Man, I am THIS close to getting the sequence down for posting reviews.
Read the book. Got that.
It's what happens next that isn't stored in muscle memory yet.
First, I review on Amazon.
Then I wait for the review to post.
Then I go get the link.
THEN, and ONLY then, is it time for me to open this blog, copy the link, copy the review, preview, publish, and post on MGC and Facebook.
Only took me three attempts this time...
5.0 out of 5 stars
Hard science, with a kick you won't believe until you find out for yourself
March 4, 2015
By Pat Patterson (Woodstock, Georgia, USA)
This review is from: Survival Test (Kindle Edition)
There is a breath-stopping moment after the book is over. I'll get to that, but let me warn you that it's coming. It's a biggie.
About half the way through the book, I was struck by a desire to listen to music. I do not quite understand this. I understand even less why I chose what I did, which was a trio of songs by Future Folk: I can't Breathe Your Atmosphere, Spaceworms, and The Moons of Hondo. Maybe it's because General Trio and The Mighty Kevin wear those red buckets on their heads, and at several points in David's work, having a good helmet is the difference between life and death. And, people have to be moved around between habitats, which may explain why my last musical choice was Magic Bus, by The Who.
Music covered, I must also say that there were multiple scenes, including the opening scene, that just demanded that someone draw, paint, or otherwise graphically represent them. I really wanted to see the full earth and gibbous moon in the sky...
Hard. Science. Fiction. I thought multiple times," This is a book written by an engineer. Is David an engineer? He's got to be an engineer. Have I read his bio? I'll read it after." Okay, I looked it up. He ain't an engineer, maybe, technically, but he can sure hum the tune. Which he absolutely did in this book. It's as though he set himself a thought problem: what could go wrong in a living-in-space context? He makes a list, and then addresses every single one of these issues in the course of the novel.
Which is not to say that its ONLY science. Nope, there are some realistic portrayals of the people under stressful conditions, and how they might react. That's what keeps the book from being a series of problem solving exercises.
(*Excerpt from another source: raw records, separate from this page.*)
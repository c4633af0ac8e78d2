use thiserror::Error;

use crate::context::ContextId;
use crate::exception::Exception;
use crate::suspend::SuspendKind;

#[derive(Debug, Error)]
pub enum Error {
    /// A script exception. The only kind of error that exceptional jumps can catch.
    #[error("{0}")]
    Exception(Exception),

    /// A non-`None` value was sent to a generator or coroutine that has not started.
    #[error("can't send non-None value to a just-started {kind} (got {value_type})")]
    InvalidSend {
        kind: SuspendKind,
        value_type: &'static str,
    },

    #[error("Instruction limit exceeded (limit: {0})")]
    InstructionLimitExceeded(u64),

    #[error("Recursion limit exceeded (limit: {0})")]
    RecursionLimitExceeded(usize),

    /// The context was never allocated or has already been released.
    #[error("unknown context {0}")]
    UnknownContext(ContextId),

    #[error("data stack underflow in '{0}'")]
    StackUnderflow(String),

    /// An instruction referenced a pool entry or target that does not exist.
    #[error("bad operand: {0}")]
    BadOperand(String),
}

impl Error {
    /// Whether exception handlers in script code may intercept this error.
    ///
    /// Everything but [`Error::Exception`] leaves the dispatch loop immediately.
    pub fn is_catchable(&self) -> bool {
        matches!(self, Error::Exception(_))
    }

    /// Get the script exception if this is one.
    pub fn as_exception(&self) -> Option<&Exception> {
        match self {
            Error::Exception(exc) => Some(exc),
            _ => None,
        }
    }

    pub fn into_exception(self) -> Option<Exception> {
        match self {
            Error::Exception(exc) => Some(exc),
            _ => None,
        }
    }
}

impl From<Exception> for Error {
    fn from(exc: Exception) -> Self {
        Error::Exception(exc)
    }
}

pub type Result<T> = std::result::Result<T, Error>;
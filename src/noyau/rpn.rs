// src/noyau/rpn.rs
//
// Shunting-yard -> RPN, puis deux réductions de la même RPN :
// - eval_rpn : pile de valeurs  -> un Rationnel (expressions numériques)
// - from_rpn : pile de noeuds   -> un arbre Expr (membres d'équation)
//
// Précédences : × ÷ = 2, + - = 1, associativité gauche, parenthèses.
// Le signe unaire n'existe plus ici : le tokenizer l'a déjà abaissé en
// littéral signé ou en "0 ∘ …".

use super::expr::Expr;
use super::jetons::{Jeton, Op};
use super::rationnel::{diviser, Rationnel};

fn precedence(op: Op) -> i32 {
    match op {
        Op::Plus | Op::Moins => 1,
        Op::Fois | Op::Divise => 2,
    }
}

/// Convertit une suite de jetons (contrôlée) en notation polonaise inversée.
pub fn to_rpn(jetons: &[Jeton]) -> Result<Vec<Jeton>, String> {
    let mut out: Vec<Jeton> = Vec::new();
    let mut ops: Vec<Jeton> = Vec::new();

    for jeton in jetons.iter().cloned() {
        match jeton {
            Jeton::Nombre { .. } | Jeton::Inconnue => out.push(jeton),

            Jeton::Ouvrante => ops.push(jeton),

            Jeton::Fermante => {
                // dépile jusqu'à '('
                while let Some(haut) = ops.pop() {
                    if matches!(haut, Jeton::Ouvrante) {
                        break;
                    }
                    out.push(haut);
                }
            }

            Jeton::Operateur(op) => {
                while let Some(haut) = ops.last() {
                    match haut {
                        Jeton::Ouvrante => break,
                        Jeton::Operateur(haut_op) if precedence(*haut_op) >= precedence(op) => {
                            let depile = ops.pop().ok_or("pile d'opérateurs vide")?;
                            out.push(depile);
                        }
                        _ => break,
                    }
                }
                ops.push(Jeton::Operateur(op));
            }
        }
    }

    while let Some(op) = ops.pop() {
        if matches!(op, Jeton::Ouvrante) {
            return Err("parenthèses non fermées".into());
        }
        out.push(op);
    }

    Ok(out)
}

/// Réduit une RPN entièrement numérique en un Rationnel.
///
/// L'inconnue dans le flux est une erreur (ce chemin est réservé aux
/// expressions) ; un diviseur littéral nul ressort ici en
/// "division par zéro", jamais au contrôle.
pub fn eval_rpn(rpn: &[Jeton]) -> Result<Rationnel, String> {
    let mut pile: Vec<Rationnel> = Vec::new();

    for jeton in rpn {
        match jeton {
            Jeton::Nombre { valeur, .. } => pile.push(valeur.clone()),

            Jeton::Inconnue => {
                return Err("expression non numérique : l'inconnue est présente".into())
            }

            Jeton::Operateur(op) => {
                let b = pile.pop().ok_or("expression mal formée")?;
                let a = pile.pop().ok_or("expression mal formée")?;
                let v = match op {
                    Op::Plus => a + b,
                    Op::Moins => a - b,
                    Op::Fois => a * b,
                    Op::Divise => diviser(&a, &b)?,
                };
                pile.push(v);
            }

            Jeton::Ouvrante | Jeton::Fermante => {
                return Err("parenthèse inattendue en RPN".into())
            }
        }
    }

    if pile.len() != 1 {
        return Err("expression mal formée".into());
    }
    Ok(pile.pop().ok_or("expression mal formée")?)
}

/// Même réduction, mais en construisant un arbre Expr
/// (un appel par membre d'équation).
pub fn from_rpn(rpn: &[Jeton]) -> Result<Expr, String> {
    let mut pile: Vec<Expr> = Vec::new();

    for jeton in rpn {
        match jeton {
            Jeton::Nombre { valeur, .. } => pile.push(Expr::Rat(valeur.clone())),

            Jeton::Inconnue => pile.push(Expr::Inconnue),

            Jeton::Operateur(op) => {
                let b = pile.pop().ok_or("expression mal formée")?;
                let a = pile.pop().ok_or("expression mal formée")?;
                pile.push(Expr::Op(*op, Box::new(a), Box::new(b)));
            }

            Jeton::Ouvrante | Jeton::Fermante => {
                return Err("parenthèse inattendue en RPN".into())
            }
        }
    }

    if pile.len() != 1 {
        return Err("expression mal formée".into());
    }
    Ok(pile.pop().ok_or("expression mal formée")?)
}

/// Évaluation directe d'une suite de jetons numériques contrôlée.
pub fn evaluer(jetons: &[Jeton]) -> Result<Rationnel, String> {
    eval_rpn(&to_rpn(jetons)?)
}
// src/noyau/jetons.rs
//
// Tokenisation des saisies enseignant (expressions et membres d'équation).
//
// Supporte :
// - entiers (ex: 12), décimaux (ex: 0.5), fractions littérales collées (2/5)
// - opérateurs + - ; x X * × (multiplication) ; ÷ : et / espacé (division)
// - parenthèses ( ) avec multiplication implicite après une valeur
// - l'inconnue, saisie comme le glyphe □
// - signe unaire : collé à un chiffre il entre dans le littéral, sinon il
//   est réécrit "0 +" / "0 -" (ainsi "-(□-1)" se lit "0-(□-1)")
//
// Le filtrage des opérateurs autorisés n'est PAS fait ici : un opérateur
// connu mais interdit passe la tokenisation et c'est le contrôle (controle.rs)
// qui le rejette, avec un message distinct du "caractère non pris en charge".

use num_bigint::BigInt;
use num_traits::Zero;

use super::rationnel::{entier, normaliser, texte_decimal, Rationnel};

/// Opérateur binaire canonique (les synonymes sont résolus à la tokenisation).
#[derive(Clone, Copy, Debug, PartialEq, Eq)]
pub enum Op {
    Plus,
    Moins,
    Fois,
    Divise,
}

impl Op {
    pub fn symbole(self) -> char {
        match self {
            Op::Plus => '+',
            Op::Moins => '-',
            Op::Fois => '×',
            Op::Divise => '÷',
        }
    }
}

/// Forme de saisie d'un nombre (indice d'affichage, pas de valeur).
/// Sert uniquement aux contraintes de format : 0.5 et 1/2 ont la même valeur
/// mais pas la même forme.
///
/// `Mixte` n'est jamais produit par `tokenize` (pas de syntaxe littérale pour
/// les nombres mixtes) : seul le montage direct de jetons peut le fournir.
#[derive(Clone, Copy, Debug, PartialEq, Eq)]
pub enum Forme {
    Entiere,
    Decimale,
    Fraction,
    Mixte,
}

/// Jeton : plus petite unité lexicale d'une saisie.
/// Le montage structuré côté interface construit directement des Vec<Jeton>
/// et les fait passer par le même contrôle/évaluation que le texte.
#[derive(Clone, Debug, PartialEq)]
pub enum Jeton {
    Nombre { valeur: Rationnel, forme: Forme },
    Inconnue,
    Operateur(Op),
    Ouvrante,
    Fermante,
}

/// Glyphe de l'inconnue tel qu'affiché aux élèves.
/// Reconnu directement par le tokenizer (pas de pré-substitution) :
/// "x" reste l'opérateur de multiplication.
pub const GLYPHE_INCONNUE: char = '□';

/// Le dernier jeton émis vaut-il "valeur fermée" ?
/// (décide multiplication implicite et signe unaire/binaire)
fn termine_une_valeur(dernier: Option<&Jeton>) -> bool {
    matches!(
        dernier,
        Some(Jeton::Nombre { .. }) | Some(Jeton::Inconnue) | Some(Jeton::Fermante)
    )
}

/// Tokenize une chaîne en jetons.
pub fn tokenize(s: &str) -> Result<Vec<Jeton>, String> {
    let chars: Vec<char> = s.chars().collect();
    let mut out: Vec<Jeton> = Vec::new();
    let mut i: usize = 0;

    while i < chars.len() {
        let c = chars[i];

        if c.is_whitespace() {
            i += 1;
            continue;
        }

        // Parenthèses (multiplication implicite avant '(' après une valeur)
        if c == '(' {
            if termine_une_valeur(out.last()) {
                out.push(Jeton::Operateur(Op::Fois));
            }
            out.push(Jeton::Ouvrante);
            i += 1;
            continue;
        }
        if c == ')' {
            out.push(Jeton::Fermante);
            i += 1;
            continue;
        }

        // Signe + / - : binaire après une valeur, unaire sinon.
        if c == '+' || c == '-' {
            if termine_une_valeur(out.last()) {
                out.push(Jeton::Operateur(if c == '+' { Op::Plus } else { Op::Moins }));
                i += 1;
                continue;
            }
            // unaire collé à un chiffre => littéral signé
            if i + 1 < chars.len() && chars[i + 1].is_ascii_digit() {
                i += 1;
                let nombre = lire_nombre(&chars, &mut i, c == '-')?;
                out.push(nombre);
                continue;
            }
            // unaire devant autre chose ("-(", "-□") => réécriture 0 ∘ …
            out.push(Jeton::Nombre {
                valeur: entier(0),
                forme: Forme::Entiere,
            });
            out.push(Jeton::Operateur(if c == '+' { Op::Plus } else { Op::Moins }));
            i += 1;
            continue;
        }

        // Synonymes de multiplication / division
        if matches!(c, 'x' | 'X' | '*' | '×') {
            out.push(Jeton::Operateur(Op::Fois));
            i += 1;
            continue;
        }
        if matches!(c, '÷' | ':') {
            out.push(Jeton::Operateur(Op::Divise));
            i += 1;
            continue;
        }

        // '/' isolé (non collé entre chiffres) : division
        if c == '/' {
            out.push(Jeton::Operateur(Op::Divise));
            i += 1;
            continue;
        }

        // L'inconnue
        if c == GLYPHE_INCONNUE {
            out.push(Jeton::Inconnue);
            i += 1;
            continue;
        }

        // Nombre : entier, décimal, ou fraction littérale collée
        if c.is_ascii_digit() {
            let nombre = lire_nombre(&chars, &mut i, false)?;
            out.push(nombre);
            continue;
        }

        return Err(format!(
            "caractère non pris en charge : '{c}' (position {})",
            i + 1
        ));
    }

    Ok(out)
}

/// Lit un littéral numérique à partir de chars[i] (un chiffre).
///
/// - suite de chiffres => entier
/// - chiffres '.' chiffres => décimal (valeur n/10^k, forme Decimale)
/// - chiffres '/' chiffres, sans espaces => fraction littérale ;
///   '/' non suivi d'un chiffre => on recule, c'est une division
///
/// Un dénominateur littéral nul ("3/0" collé) est une erreur de saisie dure.
fn lire_nombre(chars: &[char], i: &mut usize, negatif: bool) -> Result<Jeton, String> {
    let debut = *i;
    while *i < chars.len() && chars[*i].is_ascii_digit() {
        *i += 1;
    }
    let partie_entiere: String = chars[debut..*i].iter().collect();
    let mut n = BigInt::parse_bytes(partie_entiere.as_bytes(), 10).ok_or("nombre invalide")?;
    if negatif {
        n = -n;
    }

    // décimal : 3.25 => 325/100 (normalisé ensuite)
    if *i + 1 < chars.len() && chars[*i] == '.' && chars[*i + 1].is_ascii_digit() {
        *i += 1;
        let debut_dec = *i;
        while *i < chars.len() && chars[*i].is_ascii_digit() {
            *i += 1;
        }
        let decimales: String = chars[debut_dec..*i].iter().collect();
        let brut = BigInt::parse_bytes(decimales.as_bytes(), 10).ok_or("nombre invalide")?;
        let echelle = num_traits::pow(BigInt::from(10), decimales.len());

        let signe: BigInt = if negatif { (-1).into() } else { 1.into() };
        let numerateur = n * &echelle + signe * brut;
        return Ok(Jeton::Nombre {
            valeur: normaliser(numerateur, echelle),
            forme: Forme::Decimale,
        });
    }

    // fraction littérale collée : 12/34
    if *i < chars.len() && chars[*i] == '/' {
        let sauvegarde = *i;
        *i += 1;
        if *i < chars.len() && chars[*i].is_ascii_digit() {
            let debut_d = *i;
            while *i < chars.len() && chars[*i].is_ascii_digit() {
                *i += 1;
            }
            let texte_d: String = chars[debut_d..*i].iter().collect();
            let d = BigInt::parse_bytes(texte_d.as_bytes(), 10).ok_or("dénominateur invalide")?;
            if d.is_zero() {
                return Err(format!(
                    "division par zéro dans une fraction (position {})",
                    debut_d + 1
                ));
            }
            return Ok(Jeton::Nombre {
                valeur: normaliser(n, d),
                forme: Forme::Fraction,
            });
        }
        // pas un chiffre après '/' : on remet sur '/' (division)
        *i = sauvegarde;
    }

    Ok(Jeton::Nombre {
        valeur: Rationnel::from_integer(n),
        forme: Forme::Entiere,
    })
}

/// Liste de jetons en texte (debug / "démarche" / messages).
/// Les nombres saisis en décimal se réaffichent en décimal.
pub fn format_jetons(jetons: &[Jeton]) -> String {
    use num_traits::One;

    fn format_nombre(valeur: &Rationnel, forme: Forme) -> String {
        if forme == Forme::Decimale {
            if let Some(txt) = texte_decimal(valeur) {
                return txt;
            }
        }
        let n = valeur.numer();
        let d = valeur.denom();
        if d.is_one() {
            format!("{n}")
        } else {
            format!("{n}/{d}")
        }
    }

    let mut morceaux = Vec::new();
    for j in jetons {
        let s = match j {
            Jeton::Nombre { valeur, forme } => format_nombre(valeur, *forme),
            Jeton::Inconnue => GLYPHE_INCONNUE.to_string(),
            Jeton::Operateur(op) => op.symbole().to_string(),
            Jeton::Ouvrante => "(".to_string(),
            Jeton::Fermante => ")".to_string(),
        };
        morceaux.push(s);
    }
    morceaux.join(" ")
}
I am rather surprised that this book wasn't picked up by a mainstream publisher; but that takes me to the breath stopping surprise part: He wrote this in 1991. Yeah, that WAS before some key social and technological developments, but there is NOTHING in the book that sounds dated at all. Well, except for the fact that we walked away from space.
This is totally a Baen book. I don't know why it isn't. Timing, I suppose.